Exercise objective: Restate each of the lines given below, word for word.

________________________________________

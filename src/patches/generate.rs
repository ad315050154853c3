//! Pure patch constructors.

use crate::types::{Patch, PatchOp, Value};

/// Patch that stores `value` at `path`.
pub fn add(path: impl Into<String>, value: Option<Value>) -> Patch {
    Patch {
        op: PatchOp::Add,
        path: path.into(),
        value,
    }
}

/// Patch that deletes `path`.
pub fn remove(path: impl Into<String>) -> Patch {
    Patch {
        op: PatchOp::Remove,
        path: path.into(),
        value: None,
    }
}

/// Patch that overwrites `path` with `value`.
pub fn replace(path: impl Into<String>, value: Option<Value>) -> Patch {
    Patch {
        op: PatchOp::Replace,
        path: path.into(),
        value,
    }
}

________________________________________

Response to the exercise:
filename src/patches/generate.rs
repository ad315050154853c3
//! Pure patch constructors.

use crate::types::{Patch, PatchOp, Value};

/// Patch that stores `value` at `path`.
pub fn add(path: impl Into<String>, value: Option<Value>) -> Patch {
    Patch {
        op: PatchOp::Add,
        path: path.into(),
        value,
    }
}

/// Patch that deletes `path`.
pub fn remove(path: impl Into<String>) -> Patch {
    Patch {
        op: PatchOp::Remove,
        path: path.into(),
        value: None,
    }
}

/// Patch that overwrites `path` with `value`.
pub fn replace(path: impl Into<String>, value: Option<Value>) -> Patch {
    Patch {
        op: PatchOp::Replace,
        path: path.into(),
        value,
    }
}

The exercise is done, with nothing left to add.